House of Sky and Breath (Crescent City #2) by Sarah J. Maas



She vanished.

Like she’d been snatched away.





68

“We leave for the crystal palace tomorrow,” Ruhn snarled at Hunt in the great room of Bryce’s apartment. “At dawn.”

“Let me get this straight,” the angel said with maddening calm. “You’ve been meeting mind-to-mind with Agent Daybright—and dating her?”

Bryce sat at the dining table as she nursed a cup of coffee—which she needed desperately, since Ruhn had burst in at four in the morning. “Banging her, apparently.”

Ruhn growled at his sister. “Does it matter?”

“It does,” Hunt said, “because you’re suggesting that we break into the crystal palace not only to get into the archives, but to save your lady love. That adds a shit-ton of risk.”

“I’ll get her myself,” Ruhn shot back. “I just need to get in with you two first.”

“Absolutely not,” Bryce countered. “I get that you want to play rescuing hero, but what you’re talking about is suicide.”

“Would you hesitate to go in after Athalar?” He pointed to the angel. “Or you to go after Bryce?”

“You’ve known her for a month,” Bryce protested.

“You knew Athalar for barely more than that before you offered to sell yourself into slavery for him.” Ruhn snapped before they could speak, “I don’t need to justify my feelings or my plans to you. I came here to tell you that I’m going with you. Once we’re inside the palace, we’ll go our separate ways.”

“See, that’s the part that bugs me,” Bryce said, draining her coffee. “This whole ‘separate ways’ thing. We all go in, we all go out.”

Ruhn blinked, but Bryce said to the angel, “Honestly, you should stay here.”

“Excuse me?” Hunt demanded.

Ruhn kept silent as Bryce said, “The more of us go in, the better the chance of getting noticed. Ruhn and I can manage.”

“One, no. Two, fuck no. Three …” Hunt grinned wickedly. “Who’s going to level you up, sweetheart?” She scowled, but Hunt plowed on, “I’m going with you.”

She crossed her arms. “It’d be safer with two people.”

“It’d be safer not to go at all, but here we are, going,” Hunt said. Ruhn wasn’t entirely sure what to do with himself as the angel crossed the room and knelt before Bryce, grabbing her hands. “I want a future with you. That’s why I’m going. I’m going to fight for that future.” His sister’s eyes softened. Hunt kissed her hands. “And to do so, we can’t play by other people’s rules.”

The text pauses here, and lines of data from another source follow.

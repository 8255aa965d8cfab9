//! Byte↔nibble conversion and the hex-prefix (compact-key) encoding used by
//! leaf and extension nodes.

use std::cmp::{self, Ordering};

use crate::error::TrieError;

/// A single nibble, always in `0..=15`.
pub type Nibble = u8;

/// Marks the end of a key inside a [`Nibbles`] sequence (the "terminator").
/// Kept as a sentinel value outside the `0..=15` range of a real nibble so
/// that `has_terminator` is a plain equality check against the last element.
const TERMINATOR: u8 = 16;

/// Splits a byte string into its nibbles, high nibble first, with no
/// terminator. `nibbles_to_bytes(bytes_to_nibbles(b)) == b` for every `b`.
pub fn bytes_to_nibbles(bytes: &[u8]) -> Vec<Nibble> {
    bytes
        .iter()
        .flat_map(|byte| [byte >> 4, byte & 0x0F])
        .collect()
}

/// Recombines a nibble sequence into bytes. Fails with
/// [`TrieError::InvalidNibbles`] if `nibbles` has odd length.
pub fn nibbles_to_bytes(nibbles: &[Nibble]) -> Result<Vec<u8>, TrieError> {
    if nibbles.len() % 2 != 0 {
        return Err(TrieError::InvalidNibbles);
    }
    Ok(nibbles
        .chunks_exact(2)
        .map(|pair| (pair[0] << 4) | pair[1])
        .collect())
}

/// An ordered sequence of nibbles, used both as a trie key (with a trailing
/// [`TERMINATOR`] marker) and as a plain path fragment (without one).
///
/// Equality, ordering and hashing only consider `data`; `already_consumed`
/// tracks nibbles a traversal has walked past so a cursor mid-walk can still
/// report the full prefix it started from (used by `MissingTrieNode` and
/// friends).
#[derive(Debug, Clone, Default)]
#[cfg_attr(feature = "serde", derive(serde::Serialize, serde::Deserialize))]
pub struct Nibbles {
    data: Vec<u8>,
    already_consumed: Vec<u8>,
}

impl PartialEq for Nibbles {
    fn eq(&self, other: &Self) -> bool {
        self.data == other.data
    }
}

impl Eq for Nibbles {}

impl PartialOrd for Nibbles {
    fn partial_cmp(&self, other: &Self) -> Option<Ordering> {
        Some(self.cmp(other))
    }
}

impl Ord for Nibbles {
    fn cmp(&self, other: &Self) -> Ordering {
        self.data.cmp(&other.data)
    }
}

impl std::hash::Hash for Nibbles {
    fn hash<H: std::hash::Hasher>(&self, state: &mut H) {
        self.data.hash(state);
    }
}

impl Nibbles {
    /// Builds a `Nibbles` directly from raw nibble values (`0..=16`, where
    /// `16` may only appear as the last element, as a terminator).
    pub fn from_hex(data: Vec<u8>) -> Self {
        Self {
            data,
            already_consumed: Vec::new(),
        }
    }

    /// Splits `bytes` into nibbles and appends the terminator. This is the
    /// representation used for full trie keys.
    pub fn from_bytes(bytes: &[u8]) -> Self {
        Self::from_raw(bytes, true)
    }

    /// Splits `bytes` into nibbles, appending the terminator iff `is_leaf`.
    pub fn from_raw(bytes: &[u8], is_leaf: bool) -> Self {
        let mut data = bytes_to_nibbles(bytes);
        if is_leaf {
            data.push(TERMINATOR);
        }
        Self::from_hex(data)
    }

    /// An empty, terminator-less path fragment.
    pub fn empty() -> Self {
        Self::default()
    }

    pub fn len(&self) -> usize {
        self.data.len()
    }

    pub fn is_empty(&self) -> bool {
        self.data.is_empty()
    }

    /// Whether this sequence carries the leaf terminator.
    pub fn is_leaf(&self) -> bool {
        self.data.last() == Some(&TERMINATOR)
    }

    /// This sequence with its trailing terminator nibble dropped, if any.
    pub fn without_terminator(&self) -> Nibbles {
        if self.is_leaf() {
            Nibbles::from_hex(self.data[..self.data.len() - 1].to_vec())
        } else {
            self.clone()
        }
    }

    pub fn as_ref(&self) -> &[u8] {
        &self.data
    }

    pub fn into_vec(self) -> Vec<u8> {
        self.data
    }

    /// Nibbles consumed so far by a walk that produced `self` via repeated
    /// [`Nibbles::skip_prefix`]/[`Nibbles::next`] calls, concatenated with
    /// the remaining `data`. Used to report the full prefix on errors raised
    /// mid-traversal.
    pub fn full_consumed_prefix(&self) -> Nibbles {
        Nibbles::from_hex(self.already_consumed.clone())
    }

    /// If `prefix` is a prefix of `self` (ignoring `self`'s terminator, if
    /// any, since prefixes never carry one), advances past it and returns
    /// `true`; otherwise leaves `self` untouched and returns `false`.
    pub fn skip_prefix(&mut self, prefix: &Nibbles) -> bool {
        if self.len() >= prefix.len() && self.data[..prefix.len()] == prefix.data[..] {
            self.already_consumed.extend_from_slice(&prefix.data);
            self.data.drain(..prefix.len());
            true
        } else {
            false
        }
    }

    /// Number of leading nibbles `self` and `other` share.
    pub fn count_prefix(&self, other: &Nibbles) -> usize {
        self.data
            .iter()
            .zip(other.data.iter())
            .take_while(|(a, b)| a == b)
            .count()
    }

    /// Removes and returns the first nibble, if any.
    #[allow(clippy::should_implement_trait)]
    pub fn next(&mut self) -> Option<u8> {
        if self.data.is_empty() {
            return None;
        }
        let nibble = self.data.remove(0);
        self.already_consumed.push(nibble);
        Some(nibble)
    }

    /// Removes and returns the first nibble if it is a valid branch index
    /// (`< 16`); otherwise leaves `self` untouched.
    pub fn next_choice(&mut self) -> Option<usize> {
        if self.data.first().is_some_and(|n| *n < 16) {
            self.next().map(usize::from)
        } else {
            None
        }
    }

    /// The nibble sequence from `start` (inclusive) to `end` (exclusive).
    pub fn slice(&self, start: usize, end: usize) -> Nibbles {
        Nibbles::from_hex(self.data[start..end].to_vec())
    }

    /// The nibble sequence starting at `offset`, preserving the notion of
    /// what has already been consumed.
    pub fn offset(&self, offset: usize) -> Nibbles {
        let mut already_consumed = self.already_consumed.clone();
        already_consumed.extend_from_slice(&self.data[..offset]);
        Nibbles {
            data: self.data[offset..].to_vec(),
            already_consumed,
        }
    }

    pub fn extend(&mut self, other: &Nibbles) {
        self.data.extend_from_slice(&other.data);
    }

    /// Concatenates two nibble sequences into a new one.
    pub fn concat(&self, other: &Nibbles) -> Nibbles {
        let mut out = self.clone();
        out.extend(other);
        out
    }

    pub fn at(&self, index: usize) -> usize {
        self.data[index] as usize
    }

    pub fn prepend(&mut self, nibble: u8) {
        self.data.insert(0, nibble);
    }

    pub fn append(&mut self, nibble: u8) {
        self.data.push(nibble);
    }

    /// Whether `self` is a strict prefix of `other` (used by the fog's
    /// no-overlap invariant).
    pub fn is_strict_prefix_of(&self, other: &Nibbles) -> bool {
        self.len() < other.len() && other.data[..self.len()] == self.data[..]
    }

    /// Whether `self` is a prefix of `other` (non-strict).
    pub fn is_prefix_of(&self, other: &Nibbles) -> bool {
        self.len() <= other.len() && other.data[..self.len()] == self.data[..]
    }

    /// Encodes the nibbles (minus terminator, if any) into hex-prefix
    /// (compact-key) form: see spec §4.A.
    pub fn encode_compact(&self) -> Vec<u8> {
        let is_leaf = self.is_leaf();
        let mut hex: &[u8] = if is_leaf {
            &self.data[..self.data.len() - 1]
        } else {
            &self.data[..]
        };

        let mut compact = Vec::with_capacity(hex.len() / 2 + 1);
        let odd = hex.len() % 2 == 1;
        let first = (if is_leaf { 0x20 } else { 0x00 }) | (if odd { 0x10 } else { 0x00 });
        let first = if odd {
            let nibble = hex[0];
            hex = &hex[1..];
            first | nibble
        } else {
            first
        };
        compact.push(first);
        for pair in hex.chunks_exact(2) {
            compact.push((pair[0] << 4) | pair[1]);
        }
        compact
    }

    /// Decodes a hex-prefix-encoded byte string back into `Nibbles`,
    /// restoring the terminator when the prefix nibble indicates a leaf.
    pub fn decode_compact(compact: &[u8]) -> Self {
        Self::from_hex(compact_to_hex(compact))
    }
}

fn compact_to_hex(compact: &[u8]) -> Vec<u8> {
    if compact.is_empty() {
        return Vec::new();
    }
    let first = compact[0];
    let is_leaf = first & 0x20 != 0;
    let is_odd = first & 0x10 != 0;

    let mut hex = Vec::with_capacity(compact.len() * 2);
    if is_odd {
        hex.push(first & 0x0F);
    }
    for byte in &compact[1..] {
        hex.push(byte >> 4);
        hex.push(byte & 0x0F);
    }
    if is_leaf {
        hex.push(TERMINATOR);
    }
    hex
}

/// Signed, component-wise directional distance used by
/// [`crate::fog::HexaryTrieFog::nearest_unknown`]: pads the shorter of two
/// nibble sequences on the low side with `0xF` nibbles and the high side
/// with `0x0` nibbles, then compares component-wise signed differences.
pub(crate) fn directional_distance(a: &Nibbles, b: &Nibbles) -> Vec<i16> {
    let len = cmp::max(a.len(), b.len());
    let pad = |n: &Nibbles, fill_high: bool| -> Vec<i16> {
        let mut out: Vec<i16> = n.data.iter().map(|&x| x as i16).collect();
        let fill = if fill_high { 0x0 } else { 0xF };
        out.resize(len, fill);
        out
    };
    // `a` is conventionally the "low" side key and `b` the candidate being
    // measured; padding direction is picked per spec: pad the shorter
    // sequence on the low side with 0xF, the high side with 0x0.
    let a_padded = pad(a, false);
    let b_padded = pad(b, true);
    a_padded
        .iter()
        .zip(b_padded.iter())
        .map(|(x, y)| y - x)
        .collect()
}

#[cfg(test)]
mod tests {
    use super::*;
    use proptest::prelude::*;

    #[test]
    fn roundtrip_even() {
        let bytes = vec![0xDE, 0xAD, 0xBE, 0xEF];
        let nibbles = bytes_to_nibbles(&bytes);
        assert_eq!(nibbles_to_bytes(&nibbles).unwrap(), bytes);
    }

    #[test]
    fn odd_nibbles_fail() {
        assert!(matches!(
            nibbles_to_bytes(&[1, 2, 3]),
            Err(TrieError::InvalidNibbles)
        ));
    }

    #[test]
    fn compact_key_extension_even() {
        let n = Nibbles::from_raw(&[0x12, 0x34], false);
        let compact = n.encode_compact();
        assert_eq!(compact, vec![0x00, 0x12, 0x34]);
        assert_eq!(Nibbles::decode_compact(&compact), n);
    }

    #[test]
    fn compact_key_extension_odd() {
        let mut n = Nibbles::from_hex(vec![0x1, 0x2, 0x3]);
        let compact = n.encode_compact();
        assert_eq!(compact, vec![0x11, 0x23]);
        assert_eq!(Nibbles::decode_compact(&compact), n);
        n.append(0); // sanity: still comparably equal after no-op mutation path
    }

    #[test]
    fn compact_key_leaf_even() {
        let n = Nibbles::from_raw(&[0xAB, 0xCD], true);
        let compact = n.encode_compact();
        assert_eq!(compact, vec![0x20, 0xAB, 0xCD]);
        assert_eq!(Nibbles::decode_compact(&compact), n);
    }

    #[test]
    fn compact_key_leaf_odd() {
        let n = Nibbles::from_hex(vec![0xA, TERMINATOR]);
        let compact = n.encode_compact();
        assert_eq!(compact, vec![0x3A]);
        assert_eq!(Nibbles::decode_compact(&compact), n);
    }

    #[test]
    fn skip_prefix_advances_and_tracks_consumed() {
        let mut n = Nibbles::from_hex(vec![1, 2, 3, 4]);
        let prefix = Nibbles::from_hex(vec![1, 2]);
        assert!(n.skip_prefix(&prefix));
        assert_eq!(n, Nibbles::from_hex(vec![3, 4]));
        assert_eq!(n.full_consumed_prefix(), Nibbles::from_hex(vec![1, 2]));
    }

    #[test]
    fn skip_prefix_rejects_mismatch() {
        let mut n = Nibbles::from_hex(vec![1, 2, 3]);
        let prefix = Nibbles::from_hex(vec![1, 3]);
        assert!(!n.skip_prefix(&prefix));
        assert_eq!(n, Nibbles::from_hex(vec![1, 2, 3]));
    }

    proptest! {
        #[test]
        fn roundtrip_prop(bytes in proptest::collection::vec(any::<u8>(), 0..64)) {
            let nibbles = bytes_to_nibbles(&bytes);
            prop_assert_eq!(nibbles_to_bytes(&nibbles).unwrap(), bytes);
        }

        #[test]
        fn compact_key_roundtrip_prop(
            bytes in proptest::collection::vec(any::<u8>(), 0..32),
            extra_nibble in 0u8..16,
            odd in any::<bool>(),
            is_leaf in any::<bool>(),
        ) {
            let mut hex = bytes_to_nibbles(&bytes);
            if odd {
                hex.push(extra_nibble);
            }
            if is_leaf {
                hex.push(TERMINATOR);
            }
            let n = Nibbles::from_hex(hex);
            let compact = n.encode_compact();
            prop_assert_eq!(Nibbles::decode_compact(&compact), n);
        }
    }
}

Bryce nodded, and faced Ruhn. “We’re done playing by Ophion’s rules, or the Asteri’s rules, or anyone else’s. We’ll fight our own way.”

Ruhn smirked. “Team Fuck-You.” Bryce grinned.

Hunt said, “All right, Team Fuck-You.” He stood and patted a hand-drawn map of the crystal palace on the dining table. “Fury dropped this off earlier, and now we’re all wide awake, so time to get studying. We need to create a distraction to make the Asteri look elsewhere, and we need to know where we’re going once we’re in there.”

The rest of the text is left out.